“Head and Shoulders, Knees and Toes” • 7.6.10
Jul 7th, 2010 by mr.b
Dear Friends –
Today we visited a town called Iganga, a village about an hour’s drive east of Jinja. This day had the entire team going to the same place for the first time. Our van past miles of wide open fields of sugar cane that looked something like corn fields swaying in the day’s wind with a couple of exceptions. Here we have low lying mountains as a back drop and nearly steady stream of people walking along the roadside. We departed the main road once in Iganga and drove another 30 minutes on a bumpy dirt road passing children in school uniforms on their way to school – a couple Muslim women in full burkas with barely an opening for them to see the world in front of them as they made their way – a school for the blind seemed out of place and again some homes along the way. When we arrived at Pastor John’s church we were greeted by women “ululating” which I can only describe as an excited high pitched YeeYeeYeeYee – welcome to Africa!

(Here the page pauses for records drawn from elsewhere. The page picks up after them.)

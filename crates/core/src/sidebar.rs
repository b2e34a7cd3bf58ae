//! Sidebar tab registry.
//!
//! An ordered set of tabs keyed by guid with at most one active tab. Sessions
//! rebuild it from scratch rather than merging, so the registry itself has no
//! notion of where a tab came from.

use serde::{Deserialize, Serialize};
use tracing::trace;

use crate::error::{Result, SessionError};
use crate::views::{ComponentFactory, Inputs};

/// What a tab renders.
#[derive(Debug, Clone, PartialEq)]
pub struct TabContent {
	pub factory: ComponentFactory,
	/// The factory can be instantiated without further negotiation.
	pub resolved: bool,
	pub inputs: Inputs,
}

#[derive(Debug, Clone, PartialEq)]
pub struct SidebarTab {
	pub guid: String,
	pub name: String,
	pub active: bool,
	pub closable: bool,
	pub content: TabContent,
}

/// A tab as described by the host, before it gets a guid.
#[derive(Debug, Clone, PartialEq, Serialize, Deserialize)]
#[serde(rename_all = "camelCase")]
pub struct SidebarApp {
	#[serde(default, skip_serializing_if = "Option::is_none")]
	pub guid: Option<String>,
	pub name: String,
	pub component: ComponentFactory,
	#[serde(default)]
	pub closable: bool,
	#[serde(default)]
	pub active: bool,
	#[serde(default, skip_serializing_if = "Inputs::is_empty")]
	pub inputs: Inputs,
}

impl SidebarApp {
	pub fn new(name: impl Into<String>, component: impl Into<ComponentFactory>) -> Self {
		Self {
			guid: None,
			name: name.into(),
			component: component.into(),
			closable: false,
			active: false,
			inputs: Inputs::new(),
		}
	}

	pub fn with_guid(mut self, guid: impl Into<String>) -> Self {
		self.guid = Some(guid.into());
		self
	}

	pub fn with_closable(mut self, closable: bool) -> Self {
		self.closable = closable;
		self
	}

	pub fn with_active(mut self, active: bool) -> Self {
		self.active = active;
		self
	}
}

/// Ordered tab collection with single-selection semantics.
#[derive(Debug, Default)]
pub struct SidebarTabs {
	tabs: Vec<SidebarTab>,
}

impl SidebarTabs {
	pub fn new() -> Self {
		Self::default()
	}

	/// Appends `tab`, rejecting a guid that is already present.
	///
	/// A tab added as active becomes the only active tab.
	pub fn add(&mut self, tab: SidebarTab) -> Result<()> {
		if self.has(&tab.guid) {
			return Err(SessionError::Sidebar(format!("tab \"{}\" already exists", tab.guid)));
		}
		if tab.active {
			self.deactivate_all();
		}
		trace!(target = "lv.sidebar", guid = %tab.guid, name = %tab.name, active = tab.active, "tab added");
		self.tabs.push(tab);
		Ok(())
	}

	pub fn has(&self, guid: &str) -> bool {
		self.tabs.iter().any(|tab| tab.guid == guid)
	}

	pub fn get(&self, guid: &str) -> Option<&SidebarTab> {
		self.tabs.iter().find(|tab| tab.guid == guid)
	}

	/// Makes `guid` the only active tab. Returns `false` (changing nothing) when absent.
	pub fn set_active(&mut self, guid: &str) -> bool {
		if !self.has(guid) {
			return false;
		}
		for tab in &mut self.tabs {
			tab.active = tab.guid == guid;
		}
		true
	}

	/// Removes `guid`; when it was active the first remaining tab takes over.
	pub fn remove(&mut self, guid: &str) -> Option<SidebarTab> {
		let index = self.tabs.iter().position(|tab| tab.guid == guid)?;
		let removed = self.tabs.remove(index);
		if removed.active {
			if let Some(first) = self.tabs.first_mut() {
				first.active = true;
			}
		}
		Some(removed)
	}

	pub fn clear(&mut self) {
		self.tabs.clear();
	}

	pub fn tabs(&self) -> &[SidebarTab] {
		&self.tabs
	}

	pub fn active(&self) -> Option<&SidebarTab> {
		self.tabs.iter().find(|tab| tab.active)
	}

	pub fn len(&self) -> usize {
		self.tabs.len()
	}

	pub fn is_empty(&self) -> bool {
		self.tabs.is_empty()
	}

	fn deactivate_all(&mut self) {
		for tab in &mut self.tabs {
			tab.active = false;
		}
	}
}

While Steve and Frank taught local pastors in the church building and Ed Leaton gave a talk to adults regarding HIV, others of us stood under a tarp roped to the trees with a bunch of children. About 40 children, wary of the us of the strange white people, could not resist warming up to Uncle B’s guitar and songs let by the Cindy, Sara and Stephen. Lots and lots of laughs and smiles to such classics tunes as “This Little Light of Mine” and my personal favorite “Head, Shoulders, Knees and Toes”. Soon we learned once again to our own and maybe the children’s astonishment that despite where we come from, how we look, what language we speak or style of dress that we know and love the exact same God of creation. This is just one of several things that I may have intellectually known prior to my arrival however this experience in the towns of Kampala, Jinja, Kayunga and Buziika – local primary and secondary schools, local hospitals, farm land around Canaan where children seem to appear from nowhere from among the elephant grass and of course the courtyards and dorms around the Children’s Home have transformed my own view of this reality. I’ve been honored to witness the dignity of teachers, administrators, drivers, cooks led by the Wagabas live as family-community that play the multiple roles of mother, father, teacher, pastors and friends to children; all that and the ever present love that makes Canaan an uncommon oasis in desert.